* [Exercise goal] Pull each line holding "from" out of the entries below.

* [Listed records]
++++++++

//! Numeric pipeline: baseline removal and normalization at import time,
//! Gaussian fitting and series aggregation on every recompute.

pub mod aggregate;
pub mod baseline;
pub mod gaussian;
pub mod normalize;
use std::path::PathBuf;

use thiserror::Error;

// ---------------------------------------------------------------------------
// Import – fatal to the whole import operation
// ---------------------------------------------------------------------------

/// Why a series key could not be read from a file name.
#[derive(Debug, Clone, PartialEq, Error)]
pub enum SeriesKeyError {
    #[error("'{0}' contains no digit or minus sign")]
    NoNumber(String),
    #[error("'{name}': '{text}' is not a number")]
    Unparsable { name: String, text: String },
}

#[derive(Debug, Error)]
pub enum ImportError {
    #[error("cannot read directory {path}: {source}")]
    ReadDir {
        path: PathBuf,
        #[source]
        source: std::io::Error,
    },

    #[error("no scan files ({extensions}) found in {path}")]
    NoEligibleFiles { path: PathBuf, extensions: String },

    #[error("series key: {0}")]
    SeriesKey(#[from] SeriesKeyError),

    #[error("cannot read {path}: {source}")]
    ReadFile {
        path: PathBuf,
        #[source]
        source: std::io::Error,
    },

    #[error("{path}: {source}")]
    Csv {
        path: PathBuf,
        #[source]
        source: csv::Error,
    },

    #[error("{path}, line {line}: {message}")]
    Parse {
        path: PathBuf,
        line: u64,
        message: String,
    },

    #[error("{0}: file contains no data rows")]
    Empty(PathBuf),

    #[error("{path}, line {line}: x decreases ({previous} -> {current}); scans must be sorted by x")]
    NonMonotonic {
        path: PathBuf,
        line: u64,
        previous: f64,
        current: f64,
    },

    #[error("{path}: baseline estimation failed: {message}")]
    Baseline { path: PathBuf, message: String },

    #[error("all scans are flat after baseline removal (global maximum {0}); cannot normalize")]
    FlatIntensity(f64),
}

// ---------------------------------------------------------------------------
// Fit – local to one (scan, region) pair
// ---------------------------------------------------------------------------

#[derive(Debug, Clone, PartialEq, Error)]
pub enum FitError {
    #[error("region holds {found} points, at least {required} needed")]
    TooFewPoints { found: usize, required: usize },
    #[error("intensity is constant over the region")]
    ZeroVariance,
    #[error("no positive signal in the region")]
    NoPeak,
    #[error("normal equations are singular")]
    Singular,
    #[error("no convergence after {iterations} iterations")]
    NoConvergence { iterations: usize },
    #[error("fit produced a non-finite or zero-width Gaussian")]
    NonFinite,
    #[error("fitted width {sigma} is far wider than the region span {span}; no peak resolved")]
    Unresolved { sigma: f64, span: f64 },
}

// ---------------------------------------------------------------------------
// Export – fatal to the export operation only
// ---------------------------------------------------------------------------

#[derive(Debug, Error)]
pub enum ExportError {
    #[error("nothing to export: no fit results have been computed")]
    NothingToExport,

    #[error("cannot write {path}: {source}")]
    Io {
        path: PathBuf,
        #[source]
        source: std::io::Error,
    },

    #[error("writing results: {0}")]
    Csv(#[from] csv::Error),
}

++++++++

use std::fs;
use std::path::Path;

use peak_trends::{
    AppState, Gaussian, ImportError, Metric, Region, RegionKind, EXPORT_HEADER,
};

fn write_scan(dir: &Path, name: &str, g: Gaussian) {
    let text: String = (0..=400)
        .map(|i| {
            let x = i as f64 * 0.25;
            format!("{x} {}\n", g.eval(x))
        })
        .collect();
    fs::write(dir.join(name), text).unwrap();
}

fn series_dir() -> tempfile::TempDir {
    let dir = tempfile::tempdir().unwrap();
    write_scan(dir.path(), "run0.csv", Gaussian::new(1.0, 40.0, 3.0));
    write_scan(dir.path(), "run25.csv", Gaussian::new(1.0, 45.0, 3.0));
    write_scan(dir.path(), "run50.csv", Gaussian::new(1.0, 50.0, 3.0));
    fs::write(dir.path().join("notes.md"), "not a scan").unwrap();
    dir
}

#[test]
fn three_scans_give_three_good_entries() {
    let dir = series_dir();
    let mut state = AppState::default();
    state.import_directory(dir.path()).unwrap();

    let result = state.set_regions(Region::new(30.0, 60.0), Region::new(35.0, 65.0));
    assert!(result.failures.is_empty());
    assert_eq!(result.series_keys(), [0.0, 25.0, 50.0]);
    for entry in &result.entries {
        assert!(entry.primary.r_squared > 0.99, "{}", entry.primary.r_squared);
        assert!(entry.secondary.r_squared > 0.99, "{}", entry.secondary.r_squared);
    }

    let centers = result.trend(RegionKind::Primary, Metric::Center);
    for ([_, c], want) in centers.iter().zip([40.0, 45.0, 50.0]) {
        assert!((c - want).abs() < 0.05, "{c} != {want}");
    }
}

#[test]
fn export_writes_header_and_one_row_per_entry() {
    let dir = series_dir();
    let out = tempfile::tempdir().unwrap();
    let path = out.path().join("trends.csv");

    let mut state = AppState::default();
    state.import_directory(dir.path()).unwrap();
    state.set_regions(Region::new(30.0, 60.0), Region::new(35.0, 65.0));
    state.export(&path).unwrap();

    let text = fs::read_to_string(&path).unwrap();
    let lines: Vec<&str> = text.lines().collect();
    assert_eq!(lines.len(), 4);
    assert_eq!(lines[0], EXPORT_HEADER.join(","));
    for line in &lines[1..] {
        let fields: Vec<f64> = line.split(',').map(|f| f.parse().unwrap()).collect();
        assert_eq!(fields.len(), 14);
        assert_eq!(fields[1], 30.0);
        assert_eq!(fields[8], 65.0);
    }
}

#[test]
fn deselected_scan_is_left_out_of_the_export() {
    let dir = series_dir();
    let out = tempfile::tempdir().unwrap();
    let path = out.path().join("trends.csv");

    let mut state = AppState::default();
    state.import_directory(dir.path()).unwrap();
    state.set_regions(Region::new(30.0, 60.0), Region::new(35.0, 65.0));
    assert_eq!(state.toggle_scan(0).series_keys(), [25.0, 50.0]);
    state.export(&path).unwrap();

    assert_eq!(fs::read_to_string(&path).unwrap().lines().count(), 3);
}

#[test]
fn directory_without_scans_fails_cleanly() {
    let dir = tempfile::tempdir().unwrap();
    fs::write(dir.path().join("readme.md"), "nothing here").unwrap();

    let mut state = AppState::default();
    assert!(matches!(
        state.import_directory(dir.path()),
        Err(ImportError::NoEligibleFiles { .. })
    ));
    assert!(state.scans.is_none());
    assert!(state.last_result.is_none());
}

++++++++

* [Exercise output]
/// Why a series key could not be read from a file name.
    SeriesKey(#[from] SeriesKeyError),
    Csv(#[from] csv::Error),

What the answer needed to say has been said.